Donnerstag, 8. September 2005
Tote NPD-Kandidatin
Wahlergebnis sehr viel später

Wegen des Todes einer NPD-Direktkandidatin in einem Dresdner Wahlkreis wird das bundesweite vorläufige Endergebnis womöglich erst Wochen später feststehen.

Die Wahl in dem betroffenen Wahlkreis müsse abgesagt und neu angesetzt werden, teilte die sächsische Landeswahlleitung mit. Die Nachwahl könne zwar theoretisch noch am 18. September stattfinden, dies sei aber in der Kürze der Zeit relativ unwahrscheinlich.
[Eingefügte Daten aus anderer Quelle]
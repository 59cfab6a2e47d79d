//! Error reporting and stack recovery tests.

use rpn::{CalcError, OperatorError, StackEvaluator};

use super::assert_error;

#[test]
fn division_by_zero() {
    assert_error("4 0 /", CalcError::DivisionByZero);
}

#[test]
fn two_values_without_operator() {
    assert_error("1 2", CalcError::MalformedExpression { remaining: 2 });
}

#[test]
fn empty_expression_is_malformed() {
    assert_error("", CalcError::MalformedExpression { remaining: 0 });
}

#[test]
fn bare_operator_underflows() {
    assert_error("+", CalcError::EmptyStack);
}

#[test]
fn single_operand_underflows() {
    assert_error("3 +", CalcError::EmptyStack);
}

#[test]
fn unknown_operator() {
    assert_error(
        "1 2 %",
        CalcError::InvalidOperator(OperatorError::Unknown('%')),
    );
}

#[test]
fn unknown_operator_without_operands_underflows_first() {
    assert_error("x", CalcError::EmptyStack);
}

#[test]
fn multi_character_operator() {
    assert_error(
        "1 2 add",
        CalcError::InvalidOperator(OperatorError::MultiCharacter("add".to_string())),
    );
}

#[test]
fn double_minus_is_not_a_number() {
    assert_error(
        "--5",
        CalcError::InvalidOperator(OperatorError::MultiCharacter("--5".to_string())),
    );
}

#[test]
fn exponent_notation_is_rejected() {
    assert_error(
        "1e5",
        CalcError::InvalidOperator(OperatorError::MultiCharacter("1e5".to_string())),
    );
}

#[test]
fn lone_dot_is_invalid_number() {
    assert_error("1 . +", CalcError::InvalidNumber(".".to_string()));
}

#[test]
fn negative_sqrt() {
    assert_error("4 -9 s", CalcError::NegativeSqrt(-9.0));
}

#[test]
fn error_discards_previous_stack() {
    let mut calc = StackEvaluator::new();
    calc.push(1.0);
    calc.push(2.0);
    calc.push(3.0);
    assert!(calc.process_expression("0 /").is_err());
    assert!(calc.stack().is_empty());
}

#[test]
fn recovery_after_error() {
    let mut calc = StackEvaluator::new();
    assert!(calc.process_expression("4 0 /").is_err());
    assert_eq!(calc.last_error_message(), "division by zero");

    assert_eq!(calc.process_expression("3 4 +"), Ok(7.0));
    assert_eq!(calc.last_error_message(), "");
}

#[test]
fn malformed_message_reports_count() {
    let mut calc = StackEvaluator::new();
    let err = calc.process_expression("1 2 3").unwrap_err();
    assert_eq!(
        err.to_string(),
        "malformed expression: 3 values left on the stack (expected exactly one)"
    );
}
Die Dresdner Direktkandidatin der rechtsextremen NPD, Kerstin Lorenz, war nach Angaben ihrer Partei am Mittwoch im Alter von 43 Jahren gestorben. Sie hatte am Montag bei einer Wahlkampfveranstaltung einen Hirnschlag erlitten und war ins Koma gefallen.

Die stellvertretende Landeswahlleiterin Carolin Schreck sprach von einer schwierigen Situation. Die Nachwahl könne aus organisatorischen Gründen wahrscheinlich erst nach der Bundestagswahl stattfinden. "Das bundesweite Ergebnis wird es damit zunächst ohne diesen Wahlkreis geben", fügte sie hinzu. Nach ihren Angaben muss die NPD nun einen Nachfolger benennen. Zudem seien neue Wahlzettel nötig, auch die Briefwahl müsse neu anlaufen. Bereits abgegebene Briefwahl-Stimmen wurden für ungültig erklärt.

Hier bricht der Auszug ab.